Active on multiple fronts for at least seven years, Gadalla, who is from Benghazi, is said to have risen with the support of Khalifa’s son, Saddam Haftar, and is alleged to be at the heart of a financial network that includes money laundering, arms smuggling and trafficking of various kinds.
The UN and Sentry reports have both shed light on what they describe as the use of banks Gadalla controls to obtain fraudulent letters of credit, his alleged involvement in fuel and weapons smuggling, and his connection to Haftar’s failed 2019-20 assault on Tripoli.
Gadalla denies financing or supporting the LAAF and denies the allegations made in The Sentry and the UN Panel’s report. He says he is still engaging with the UN Panel.
“I utterly reject and deny the accusations made against me by The Sentry. My lawyers are challenging those allegations, and I also refute the claims made about me in the UN Panel of Experts report insofar as they relate to me,” Gadalla told Middle East Eye.

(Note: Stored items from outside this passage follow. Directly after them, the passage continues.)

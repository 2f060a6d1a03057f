//! Pointer-drag gesture tracking
//!
//! Keeps a short trail of recent pointer points while the button is held.
//! Each move yields the newest segment for hit-testing; a release hands the
//! whole trail back so it can fade out on screen.

use glam::Vec2;

use crate::consts::TRAIL_CAPACITY;

/// Bounded trail of recent pointer points (oldest first)
#[derive(Debug, Clone, Default)]
pub struct GestureTrail {
    points: Vec<Vec2>,
    active: bool,
}

impl GestureTrail {
    pub fn new() -> Self {
        Self {
            points: Vec::with_capacity(TRAIL_CAPACITY + 1),
            active: false,
        }
    }

    /// Pointer pressed: start a new trail at `point`
    pub fn press(&mut self, point: Vec2) {
        self.points.clear();
        self.active = point.is_finite();
        if self.active {
            self.points.push(point);
        }
    }

    /// Pointer moved: record the point and return the newest segment
    ///
    /// Moves while idle and non-finite points are ignored.
    pub fn drag(&mut self, point: Vec2) -> Option<(Vec2, Vec2)> {
        if !self.active || !point.is_finite() {
            return None;
        }
        self.points.push(point);
        if self.points.len() > TRAIL_CAPACITY {
            self.points.remove(0);
        }
        self.newest_segment()
    }

    /// Pointer released: end the gesture, returning the trail if it had a segment
    pub fn release(&mut self) -> Option<Vec<Vec2>> {
        let was_active = std::mem::replace(&mut self.active, false);
        let points = std::mem::take(&mut self.points);
        (was_active && points.len() >= 2).then_some(points)
    }

    /// Last two points, oldest first
    pub fn newest_segment(&self) -> Option<(Vec2, Vec2)> {
        match self.points.as_slice() {
            [.., a, b] => Some((*a, *b)),
            _ => None,
        }
    }

    #[inline]
    pub fn is_active(&self) -> bool {
        self.active
    }

    pub fn points(&self) -> &[Vec2] {
        &self.points
    }

    pub fn clear(&mut self) {
        self.points.clear();
        self.active = false;
    }
}

#[cfg(test)]
mod tests {
    use super::*;

    #[test]
    fn test_press_move_release() {
        let mut trail = GestureTrail::new();
        trail.press(Vec2::new(10.0, 10.0));
        assert!(trail.is_active());
        assert_eq!(trail.newest_segment(), None);

        let seg = trail.drag(Vec2::new(20.0, 10.0));
        assert_eq!(seg, Some((Vec2::new(10.0, 10.0), Vec2::new(20.0, 10.0))));

        let points = trail.release();
        assert_eq!(points.map(|p| p.len()), Some(2));
        assert!(!trail.is_active());
        assert!(trail.points().is_empty());
    }

    #[test]
    fn test_capacity_evicts_oldest() {
        let mut trail = GestureTrail::new();
        trail.press(Vec2::ZERO);
        for i in 1..=15 {
            trail.drag(Vec2::new(i as f32, 0.0));
        }
        assert_eq!(trail.points().len(), TRAIL_CAPACITY);
        assert_eq!(trail.points()[0], Vec2::new(6.0, 0.0));
        assert_eq!(trail.points()[TRAIL_CAPACITY - 1], Vec2::new(15.0, 0.0));
    }

    #[test]
    fn test_move_while_idle_is_ignored() {
        let mut trail = GestureTrail::new();
        assert_eq!(trail.drag(Vec2::new(5.0, 5.0)), None);
        assert!(trail.points().is_empty());
        assert_eq!(trail.release(), None);
    }

    #[test]
    fn test_click_without_drag_leaves_no_trail() {
        let mut trail = GestureTrail::new();
        trail.press(Vec2::new(5.0, 5.0));
        assert_eq!(trail.release(), None);
    }

    #[test]
    fn test_non_finite_points_dropped() {
        let mut trail = GestureTrail::new();
        trail.press(Vec2::new(5.0, 5.0));
        assert_eq!(trail.drag(Vec2::new(f32::NAN, 5.0)), None);
        assert_eq!(trail.points().len(), 1);

        trail.press(Vec2::new(f32::INFINITY, 0.0));
        assert!(!trail.is_active());
    }

    #[test]
    fn test_press_restarts_trail() {
        let mut trail = GestureTrail::new();
        trail.press(Vec2::ZERO);
        trail.drag(Vec2::ONE);
        trail.press(Vec2::new(50.0, 50.0));
        assert_eq!(trail.points(), &[Vec2::new(50.0, 50.0)]);
    }
}
//! Slice hit-testing
//!
//! A gesture is a polyline; each new pair of trail points is a segment that
//! gets tested against circular bodies with a forgiving, enlarged hitbox.

use glam::Vec2;

use crate::consts::HITBOX_SCALE;

/// Closest point to `point` on the segment `p1..p2` (t clamped to [0, 1])
///
/// Returns `p1` for a degenerate segment.
#[inline]
pub fn closest_point_on_segment(p1: Vec2, p2: Vec2, point: Vec2) -> Vec2 {
    let seg = p2 - p1;
    let len_sq = seg.length_squared();
    if len_sq == 0.0 {
        return p1;
    }
    let t = ((point - p1).dot(seg) / len_sq).clamp(0.0, 1.0);
    p1 + seg * t
}

/// Check whether the segment `p1..p2` touches a circle
///
/// The squared radius is scaled by [`HITBOX_SCALE`] so slices near the rim
/// still count. A zero-length segment is a plain point-in-circle test.
pub fn segment_intersects_circle(p1: Vec2, p2: Vec2, center: Vec2, radius: f32) -> bool {
    let reach_sq = radius * radius * HITBOX_SCALE;
    let closest = closest_point_on_segment(p1, p2, center);
    (center - closest).length_squared() <= reach_sq
}
//! Jelly Slice - a falling-jelly slicing arcade game core
//!
//! Core modules:
//! - `sim`: Deterministic simulation (bodies, slicing, session state)
//! - `session`: Input/frame entry points for a hosting application
//! - `render`: CPU-side vertex data for any drawing surface
//! - `highscores`: In-memory best score
//! - `settings`: Presentation preferences

pub mod highscores;
pub mod render;
pub mod session;
pub mod settings;
pub mod sim;

pub use highscores::HighScore;
pub use session::Session;
pub use settings::{QualityPreset, Settings, SettingsError};

/// Game configuration constants
pub mod consts {
    /// Fixed simulation timestep (one logical frame at 60 Hz)
    pub const SIM_DT: f32 = 1.0 / 60.0;
    /// Target frame rate for hosts pacing the loop
    pub const FPS: u32 = 60;

    /// Window dimensions
    pub const WINDOW_WIDTH: f32 = 1280.0;
    pub const WINDOW_HEIGHT: f32 = 720.0;
    /// Bodies further than this outside the window vertically are culled
    pub const CULL_MARGIN: f32 = 100.0;
    /// Spawn line below the bottom edge
    pub const SPAWN_DEPTH: f32 = 50.0;
    /// Horizontal inset of the spawn range
    pub const SPAWN_INSET: i32 = 50;

    /// Gravity per frame (not scaled by dt)
    pub const GRAVITY: f32 = 0.35;
    /// Launch velocity (upward)
    pub const INITIAL_VELOCITY: f32 = -18.0;
    /// Horizontal restitution when hitting a side wall
    pub const WALL_BOUNCE: f32 = -0.8;

    /// Seconds between spawn ticks at difficulty 1
    pub const SPAWN_INTERVAL: f32 = 1.2;
    /// Chance that a spawn tick produces a body
    pub const SPAWN_CHANCE: f32 = 0.7;
    /// Hazard chance per unit of difficulty
    pub const HAZARD_CHANCE_PER_LEVEL: f32 = 0.3;
    /// Combo window in seconds
    pub const COMBO_TIME: f32 = 0.4;
    /// Combo length that starts paying bonus points
    pub const COMBO_BONUS_MIN: u32 = 3;

    /// Difficulty ramp
    pub const DIFFICULTY_INCREASE_INTERVAL: f32 = 20.0;
    pub const DIFFICULTY_STEP: f32 = 0.5;

    /// Soft target (jelly) defaults
    pub const TARGET_RADIUS: f32 = 30.0;
    pub const SPLIT_THRESHOLD: f32 = 15.0;
    pub const SPLIT_SCALE: f32 = 0.7;
    /// Squish given to freshly split children
    pub const SPLIT_SQUISH: f32 = 0.5;

    /// Hazard (bomb) defaults
    pub const HAZARD_RADIUS: f32 = 20.0;
    pub const HAZARD_EXPLOSION_COLOR: [u8; 3] = [255, 100, 0];

    /// Gesture trail length in points
    pub const TRAIL_CAPACITY: usize = 10;
    /// Debris per slice (explosions spawn double)
    pub const DEBRIS_COUNT: usize = 20;

    /// Screen shake
    pub const SHAKE_INTENSITY: i32 = 10;
    pub const SHAKE_DURATION: f32 = 0.3;

    /// Hitbox enlargement applied to squared radius
    pub const HITBOX_SCALE: f32 = 1.5;

    /// Fades (opacity units per frame, from 255)
    pub const FULL_ALPHA: f32 = 255.0;
    pub const SPLATTER_FADE: f32 = 15.0;
    pub const TRAIL_FADE: f32 = 10.0;

    /// Soft target palette
    pub const TARGET_COLORS: [[u8; 3]; 5] = [
        [255, 100, 100], // Red
        [100, 255, 100], // Green
        [100, 100, 255], // Blue
        [255, 255, 100], // Yellow
        [255, 100, 255], // Pink
    ];
}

“I have conducted my business lawfully and transparently and will continue to do so.”
Fuel and military vehicles
Banks controlled by Gadalla have also been involved in the circulation of counterfeit Russian-printed dinars, according to The Sentry.
According to the UN’s report, a Gadalla-owned bank in Benghazi “actively blocked” attempts to “conduct an official investigation into the letter of credit”, although Gadalla rejects the UN’s conclusion.
Gadalla’s companies have funnelled money into the Haftars’ war machine, The Sentry said, with payments likely being made to Russia’s Wagner Group, arms sent to the Rapid Support Forces (RSF) paramilitary in Sudan and Gadalla’s Dubai-based entities securing $300m for the failed invasion of Tripoli.
Gadalla denies that he, or his company, are involved in any such loans, and that the bank records in question had been investigated by two third-party organisations, Deloitte and the Investigation Unit of the Office of the Attorney General of Libya. He also denied financing military activity or funding the Wagner Group.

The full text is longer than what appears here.